John Armbruster of the Lamont-Doherty Cooperative Seismographic Network made clear that tiny earthquakes occur often without being noticed.
“On July 8, there was a 1.6 magnitude quake 3 kilometers west of Jersey City, New Jersey,” Armbruster said. “It was not felt and there were no reports.” He included that there aren’t trends suggesting an overall increase in earthquakes, since “Earthquakes around the world behave independently of each other. One magnitude 2 earthquake will only affect another within a few miles.”
Locals from Garrison to the Village of Cold Spring were shocked by the effects of the earthquake. David Hamel, a Garrison resident, was caught off guard by the event.
“I was sitting at my desk when I heard a loud boom followed by what seemed like a strong front of air rushing against my wall,” Hamel said. “The house audibly creaked and groaned. At this time I thought it was just a strong wind, or perhaps a military exercise at West Point. It wasn’t until later in the day that I found out the true source of the disturbance. It surprised me that there was even an earthquake, even more so that the epicenter was just a few minutes away from my home.”
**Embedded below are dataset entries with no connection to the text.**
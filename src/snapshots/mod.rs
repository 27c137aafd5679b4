//! snapshots: история CRC-проверенных образов SRAM в sidecar-БД (SQLite).
//!
//! Схема (после миграций):
//!   snapshots(id INTEGER PRIMARY KEY, ts_ms INTEGER NOT NULL, crc32 INTEGER NOT NULL,
//!             sram BLOB NOT NULL, tag TEXT DEFAULT NULL)
//!
//! Правила:
//! - строки неизменяемы; ORDER BY id DESC == порядок свежести;
//! - tag IS NULL: обычный autosave, подлежит retention (HISTORY_LIMIT);
//!   любой non-null tag закрепляет строку навсегда;
//! - insert + trim выполняются в одной транзакции (BEGIN IMMEDIATE ... COMMIT),
//!   наблюдаемы только вместе.
//!
//! Соединение открывается на одну логическую операцию и закрывается в Drop.

use anyhow::{Context, Result};
use log::debug;
use rusqlite::types::ValueRef;
use rusqlite::{params, Connection, OpenFlags, TransactionBehavior};
use std::path::{Path, PathBuf};
use std::time::Duration;

use crate::consts::{BUSY_TIMEOUT_MS, HISTORY_LIMIT, JOURNAL_SIZE_LIMIT};
use crate::metrics::record_snapshot_written;
use crate::util::{absolute, crc32, now_ms};

mod load;

pub use load::load_latest;

/// Восстановленный снапшот.
#[derive(Debug, Clone, PartialEq, Eq)]
pub struct Snapshot {
    pub id: i64,
    pub ts_ms: i64,
    pub crc32: u32,
    pub data: Vec<u8>,
}

/// Результат insert.
#[derive(Debug, Clone, Copy, PartialEq, Eq)]
pub struct InsertReport {
    pub id: i64,
    pub crc32: u32,
    /// Сколько untagged-строк удалено retention-триммингом.
    pub trimmed: usize,
}

/// Метаданные строки для list/verify.
#[derive(Debug, Clone, PartialEq, Eq, serde::Serialize)]
pub struct SnapshotInfo {
    pub id: i64,
    pub ts_ms: i64,
    pub crc32: u32,
    pub len: usize,
    pub tag: Option<String>,
    /// Пересчитанный CRC совпал с сохранённым.
    pub intact: bool,
}

pub struct SnapshotDb {
    conn: Connection,
    path: PathBuf,
}

impl SnapshotDb {
    /// Open-or-create the sidecar at `path`, set durability pragmas and run migrations.
    pub fn open(path: &Path) -> Result<Self> {
        let full = absolute(path);
        let flags = OpenFlags::SQLITE_OPEN_READ_WRITE
            | OpenFlags::SQLITE_OPEN_CREATE
            | OpenFlags::SQLITE_OPEN_NO_MUTEX;
        let mut conn = Connection::open_with_flags(&full, flags)
            .with_context(|| format!("sqlite: cannot open {}", full.display()))?;
        conn.busy_timeout(Duration::from_millis(BUSY_TIMEOUT_MS))?;
        apply_pragmas(&conn).with_context(|| format!("sqlite: pragmas on {}", full.display()))?;
        crate::migrations::apply(&mut conn)
            .with_context(|| format!("sqlite: migrations on {}", full.display()))?;
        Ok(Self { conn, path: full })
    }

    pub fn path(&self) -> &Path {
        &self.path
    }

    pub fn conn(&self) -> &Connection {
        &self.conn
    }

    /// Insert an ordinary (untagged) snapshot and trim history to HISTORY_LIMIT.
    pub fn insert(&mut self, data: &[u8]) -> Result<InsertReport> {
        self.insert_row(data, None)
    }

    /// Insert a pinned snapshot. Pinned rows are never trimmed.
    pub fn insert_tagged(&mut self, data: &[u8], tag: &str) -> Result<InsertReport> {
        self.insert_row(data, Some(tag))
    }

    fn insert_row(&mut self, data: &[u8], tag: Option<&str>) -> Result<InsertReport> {
        let crc = crc32(data);

        let tx = self
            .conn
            .transaction_with_behavior(TransactionBehavior::Immediate)
            .context("snapshots: begin")?;
        tx.execute(
            "INSERT INTO snapshots(ts_ms, crc32, sram, tag) VALUES(?1, ?2, ?3, ?4);",
            params![now_ms(), crc as i64, data, tag],
        )
        .context("snapshots: insert")?;
        let id = tx.last_insert_rowid();
        let trimmed = tx
            .execute(
                "DELETE FROM snapshots \
                 WHERE tag IS NULL \
                 AND id NOT IN (SELECT id FROM snapshots WHERE tag IS NULL ORDER BY id DESC LIMIT ?1);",
                params![HISTORY_LIMIT],
            )
            .context("snapshots: retention trim")?;
        tx.commit().context("snapshots: commit")?;

        record_snapshot_written(data.len(), trimmed);
        debug!(
            "snapshots: row={} {} B crc={:08X} trimmed={} db={}",
            id,
            data.len(),
            crc,
            trimmed,
            self.path.display()
        );
        Ok(InsertReport {
            id,
            crc32: crc,
            trimmed,
        })
    }

    /// True if the newest row (any tag) holds exactly `data` (CRC, length and bytes).
    ///
    /// A newest row with a non-integer crc32 or a non-blob payload never matches,
    /// so the caller stores a fresh row on top of it.
    pub fn latest_matches(&self, data: &[u8]) -> Result<bool> {
        let want = crc32(data);
        let mut stmt = self
            .conn
            .prepare("SELECT crc32, sram FROM snapshots ORDER BY id DESC LIMIT 1;")
            .context("snapshots: query latest")?;
        let mut rows = stmt.query([]).context("snapshots: query latest")?;
        let Some(row) = rows.next().context("snapshots: query latest")? else {
            return Ok(false);
        };
        let stored = match row.get_ref(0)? {
            ValueRef::Integer(v) => v as u32,
            _ => return Ok(false),
        };
        let matched = match row.get_ref(1)? {
            ValueRef::Blob(blob) => stored == want && blob.len() == data.len() && blob == data,
            _ => false,
        };
        Ok(matched)
    }

    /// (untagged, tagged) row counts.
    pub fn counts(&self) -> Result<(u64, u64)> {
        let (untagged, tagged): (i64, i64) = self.conn.query_row(
            "SELECT \
               COALESCE(SUM(CASE WHEN tag IS NULL THEN 1 ELSE 0 END), 0), \
               COALESCE(SUM(CASE WHEN tag IS NULL THEN 0 ELSE 1 END), 0) \
             FROM snapshots;",
            [],
            |r| Ok((r.get(0)?, r.get(1)?)),
        )?;
        Ok((untagged as u64, tagged as u64))
    }

    /// Every row newest-first, with a recomputed CRC verdict.
    pub fn inspect(&self) -> Result<Vec<SnapshotInfo>> {
        let mut stmt = self
            .conn
            .prepare("SELECT id, ts_ms, crc32, sram, tag FROM snapshots ORDER BY id DESC;")?;
        let mut rows = stmt.query([])?;
        let mut out = Vec::new();
        while let Some(row) = rows.next()? {
            // битый crc32 (не INTEGER) => строка показывается как повреждённая
            let stored = match row.get_ref(2)? {
                ValueRef::Integer(v) => Some(v as u32),
                _ => None,
            };
            let (len, intact) = match row.get_ref(3)? {
                ValueRef::Blob(b) => (b.len(), stored == Some(crc32(b))),
                _ => (0, false),
            };
            out.push(SnapshotInfo {
                id: row.get(0)?,
                ts_ms: row.get(1)?,
                crc32: stored.unwrap_or(0),
                len,
                tag: row.get(4)?,
                intact,
            });
        }
        Ok(out)
    }
}

fn apply_pragmas(conn: &Connection) -> Result<()> {
    // journal_mode и journal_size_limit возвращают строку: читаем её.
    let mode: String =
        conn.pragma_update_and_check(None, "journal_mode", "PERSIST", |r| r.get(0))?;
    if !mode.eq_ignore_ascii_case("persist") {
        debug!("sqlite: journal_mode is {} (wanted persist)", mode);
    }
    conn.pragma_update(None, "synchronous", "FULL")?;
    conn.pragma_update(None, "auto_vacuum", "NONE")?;
    conn.pragma_update(None, "temp_store", "MEMORY")?;
    let limit: i64 = conn.pragma_update_and_check(
        None,
        "journal_size_limit",
        JOURNAL_SIZE_LIMIT,
        |r| r.get(0),
    )?;
    if limit != JOURNAL_SIZE_LIMIT {
        debug!("sqlite: journal_size_limit is {} (wanted {})", limit, JOURNAL_SIZE_LIMIT);
    }
    Ok(())
}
Margaret Parr also had a dramatic experience in her home, located in the village. “The windows and front door were open,” Parr said. “I heard a very loud and lingering rumble and thought it might have been a big truck driving by. Both of my feet were on the ground and I felt them vibrating from the floor up.”
This is curious. Not because I did not feel this earthquake. I did not feel any earthquake yesterday evening (July 10), around 10 PM, either, when an unexplained series of waves the maximum of which was roughly three feet high came down the Hudson, towards the Cold Spring Boat Club, seemingly from the direction of the Storm King mountain, visibly rocking the Clearwater as it was tied up at the end of the pier.
There were no boats or ships to be seen moving in the river. Perhaps the wave was due to an underwater slump or a slide. Or was it another earthquake?
Indian Point is on an earthquake fault line. Are Philipstown residents not aware that we live with the potential of a nuclear disaster? All the way down to NYC, residents will be trapped with nowhere to go. There is no viable escape plan possible. Talk of escape plans are without reality and staged to calm fears, yet are not viable. The horror of Fukushima is played down by the Japanese government. Let us not wait until it is too late for Indian Point is a ticking time bomb.
Thank you for that comment, Lillian. Actually, the evacuation plans are worse than most people understand. When my spouse and I lived on the Hudson River just on the other side of 9-D/the Russel Wright Place we received the evacuation plans for our area as we were in a close radius to the Indian Point Nuclear plant (along with free iodide pills to take in case of radiation). I was always curious as to why we would not be allowed to cross the Bear Mountain Bridge as it was much closer to our place rather than going north on 9-D to I-84 as the evacuation plan directs.
There was more confusion when I realized we would not be able to drive upstate north of I-84. The current plan had us going north to I-84 then being directed east to the Carmel area. As the wind pattern is generally from west to east, this would have placed us in the path of prevailing winds contaminated with radioactivity (if, God forbid, that were to happen). Further, it became clear,that the idea was to contain any radioactive contaminated autos from leaving the area / contaminating other parts of upstate New York, Canada or eastern Pennsylvania. Scary? You bet.